O clipe traz participações mais que especiais, como a do Paralamas, Rita Lee, Andreas Kisser, Cyz Mendes, que deu voz para uma, das três “Marias” retratadas na história de “Doze Flores Amarelas”, Alice Fromer, Elza Soares, o rapper Edi Rock, Fabio Assunção, Fernanda Montenegro, Casagrande e Roberto de Carvalho. O propósito do trio (tanto de músicos quanto de EPs) é o mesmo: fazer diferente. (GOMES, 2020)
No início do clipe, o tom mais intimista, típico do formato acústico, predomina. Os integrantes do Trio Acústico se alternam e dominam a cena (Fig. 5):
Porém, isso dura apenas alguns segundos. Contrastando com a seriedade das cores e do cenário com pouca luz, não demora para que os convidados do Trio desfilem suas interpretações, que ficam restritas a gestos, expressões faciais e à pessoalidade dos cenários (quase sempre suas próprias casas) e das roupas, já que, na sonoridade, os Titãs continuam a comandar a festa, afinal a dublagem impede que o público ouça as diferentes vozes do elenco que participa do vídeo. Sem dúvida, a dissociação entre os corpos e a fala é a grande surpresa estética do clipe. Não se trata de mera montagem, que recorta e cola trechos, para enfileirar os convidados da banda. Imagem e som embaralham-se e brincam de aproximar as pessoas que estão distanciadas pelo isolamento social, e impedidas de participar da grande Jam Session que é criada, ao som de “Sonífera ilha” (Fig. 6 a 8).

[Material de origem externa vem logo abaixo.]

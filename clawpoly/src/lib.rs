#![cfg_attr(docsrs, feature(doc_auto_cfg))]

//! Core types for the clawpoly pay-per-query read API.
//!
//! Every paid request flows through the same pipeline: a fixed-window
//! [`rate_limit`] check, the x402 [`payment`] gate (challenge, verification
//! and replay protection), the business handler, a [`proof`] bundle over the
//! response and its on-chain evidence, and finally a [`receipt`] anchored
//! on-chain or recorded off-chain.
//!
//! This crate is transport-agnostic. HTTP middleware lives in
//! `clawpoly-http`, chain access and anchoring in `clawpoly-evm`.
//!
//! # Modules
//!
//! - [`amount`] - Token amounts in smallest units and their display forms
//! - [`catalog`] - Endpoint catalogue and the default price table
//! - [`encoding`] - Base64 wrapper used for header payloads
//! - [`error`] - Error types shared across the pipeline
//! - [`networks`] - Polygon and USDC constants
//! - [`payment`] - x402 challenge, verification and gate
//! - [`proof`] - Canonical hashing and proof bundles
//! - [`rate_limit`] - Fixed-window per-caller rate limiting
//! - [`receipt`] - Receipt anchoring with off-chain fallback
//! - [`source`] - Chain-data and block-explorer collaborator traits
//! - [`timestamp`] - Unix timestamps for authorization windows
//!
//! # Feature Flags
//!
//! - `telemetry` - Enables tracing instrumentation for debugging and monitoring

pub mod amount;
pub mod catalog;
pub mod encoding;
pub mod error;
pub mod networks;
pub mod payment;
pub mod proof;
pub mod rate_limit;
pub mod receipt;
pub mod source;
pub mod timestamp;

Nesse projeto audacioso dos Titãs, o formato das lives e o atual home-office dialogaram perfeitamente com o novo clipe. Em certo sentido, esses dois fatores contribuíram com a simplicidade do arranjo e com a intimidade instituída pela banda, que fez questão de convidar amigos de longa data. Conforme Tim Ingold, improvisar é “seguir os caminhos do mundo à medida que se abrem, ao invés de recuperar a cadeia de conexões, desde um ponto-final para um ponto de partida, em uma rota já percorrida” (INGOLD, 2015, p. 309). Sim, exatamente foi isso que o Trio Acústico fez, quando optou por produzir um clipe em plena pandemia, quando o mundo foi assolado por um vírus que teve o poder de imobilizar e separar todos nós. Diante disso, os Titãs escolheram o melhor caminho estético para a recriação do sucesso “Sonífera ilha”.
O novo clipe foi lançado no dia 20 de março de 2020, poucos dias depois de o Brasil ter parado por causa do Covid-19. Isso significa que o hit clássico foi escolhido muito antes, talvez como um tipo de profecia ou de resposta inconsciente ou instintiva à ameaça que se abateu sobre a China e depois foi se alastrando pelo mundo afora.

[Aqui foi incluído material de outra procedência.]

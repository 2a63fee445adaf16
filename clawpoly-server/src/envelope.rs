//! The response wrapper shared by the paid search endpoints.
//!
//! Every search answer carries its data, a proof bundle over that data and
//! the receipt recorded for the query.

use axum::Json;
use clawpoly::proof::{DataPointer, Evidence, ProofBundle, build_bundle, query_hash};
use clawpoly::receipt::Receipt;
use serde::Serialize;
use serde_json::Value;

use crate::error::ApiError;
use crate::state::AppState;

/// `{success, data, proof, receipt}`.
#[derive(Debug, Clone, Serialize)]
pub struct Envelope<T> {
    /// Always `true`; failures use the error body instead.
    pub success: bool,
    /// Endpoint-specific payload.
    pub data: T,
    /// Hashes binding `data` to its evidence.
    pub proof: ProofBundle,
    /// Receipt for this query.
    pub receipt: Receipt,
}

/// What a handler gathered before sealing.
#[derive(Debug, Clone)]
pub struct Findings<T> {
    /// Response payload.
    pub data: T,
    /// Ordered on-chain evidence.
    pub evidence: Vec<Evidence>,
    /// Calls the payload was derived from.
    pub data_pointers: Vec<DataPointer>,
}

impl AppState {
    /// Builds the proof, records the receipt and wraps the response.
    ///
    /// `endpoint_id` doubles as the query type hashed with `params`, and
    /// names the path recorded in the receipt URI.
    ///
    /// # Errors
    ///
    /// Returns [`ApiError::Proof`] if `data` or `params` cannot be hashed.
    pub async fn seal<T: Serialize>(
        &self,
        endpoint_id: &str,
        params: &Value,
        findings: Findings<T>,
    ) -> Result<Json<Envelope<T>>, ApiError> {
        let Findings {
            data,
            evidence,
            data_pointers,
        } = findings;

        let proof = build_bundle(&data, &evidence, &data_pointers)?;
        let query_hash = query_hash(endpoint_id, params)?;
        let uri = self.receipt_uri_for(&format!("/api/{endpoint_id}"));
        let receipt = self
            .recorder
            .record(query_hash, proof.response_hash, &evidence, &uri)
            .await;

        tracing::debug!(
            endpoint_id,
            %query_hash,
            response_hash = %proof.response_hash,
            onchain = receipt.onchain,
            "search served"
        );

        Ok(Json(Envelope {
            success: true,
            data,
            proof,
            receipt,
        }))
    }
}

[…] improvisação é abertura para entrar em contato com o ambiente e o outro, é a vontade de jogar. Improvisar é atuar sobre o ambiente e permitir que os outros atuem sobre a realidade presente, como num jogo. (SPOLIN, 2008, p. 23)

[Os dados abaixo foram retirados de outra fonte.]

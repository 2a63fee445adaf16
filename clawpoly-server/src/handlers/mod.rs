//! Axum route handlers.
//!
//! Paid search handlers run behind the rate-limit and paygate layers, so by
//! the time one executes the caller is within budget and has paid. Input is
//! validated here, after payment.

pub mod address;
pub mod contract;
pub mod docs;
pub mod endpoints;
pub mod health;
pub mod logs;
pub mod tx;

use alloy_primitives::{Address, B256};

use crate::error::ApiError;

pub use address::search_address;
pub use contract::search_contract;
pub use docs::search_docs;
pub use endpoints::list_endpoints;
pub use health::health;
pub use logs::search_logs;
pub use tx::search_tx;

/// Fallback for non-GET requests on known routes.
pub async fn method_not_allowed() -> ApiError {
    ApiError::MethodNotAllowed
}

/// A `0x`-prefixed 20-byte address, or `rejection`.
pub(crate) fn parse_address(raw: Option<&str>, rejection: &'static str) -> Result<Address, ApiError> {
    raw.map(str::trim)
        .filter(|s| s.starts_with("0x"))
        .and_then(|s| s.parse().ok())
        .ok_or(ApiError::BadRequest(rejection))
}

/// A `0x`-prefixed 32-byte word, or `rejection`.
pub(crate) fn parse_word(raw: Option<&str>, rejection: &'static str) -> Result<B256, ApiError> {
    raw.map(str::trim)
        .filter(|s| s.starts_with("0x"))
        .and_then(|s| s.parse().ok())
        .ok_or(ApiError::BadRequest(rejection))
}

A partir dessa definição de improviso, e considerando as condições impostas pela pandemia, improvisação e alteridade se uniram, no novo clipe, em um esforço notável, para tentar driblar a solidão e o isolamento (ironicamente — ou não — presentes na letra de “Sonífera ilha”) e para permitir que vários artistas se reunissem e cantassem a uma só voz (a dos Titãs, graças à dublagem usada no vídeo). Benditas sejam a Internet e as lives!
No domínio musical, a improvisação não é um estilo, nem um conjunto de técnicas. […] estrutura, significado e contexto surgem da análise, da criação, da manipulação e da transformação, as quais se referem especificamente aos símbolos sonoros. (LEWIS, 2004, p.134, tradução nossa)
Assim, (re)criando sentidos e associando-os às imagens, os artistas cujas obras foram analisadas aqui exploraram as velhas formas, dando a elas uma nova roupagem e demonstrando que um percurso estético é feito de mudanças, riscos e experimentações. Trata-se de aprender com a vida e de se transformar, à medida que o tempo passa: lifelong learning.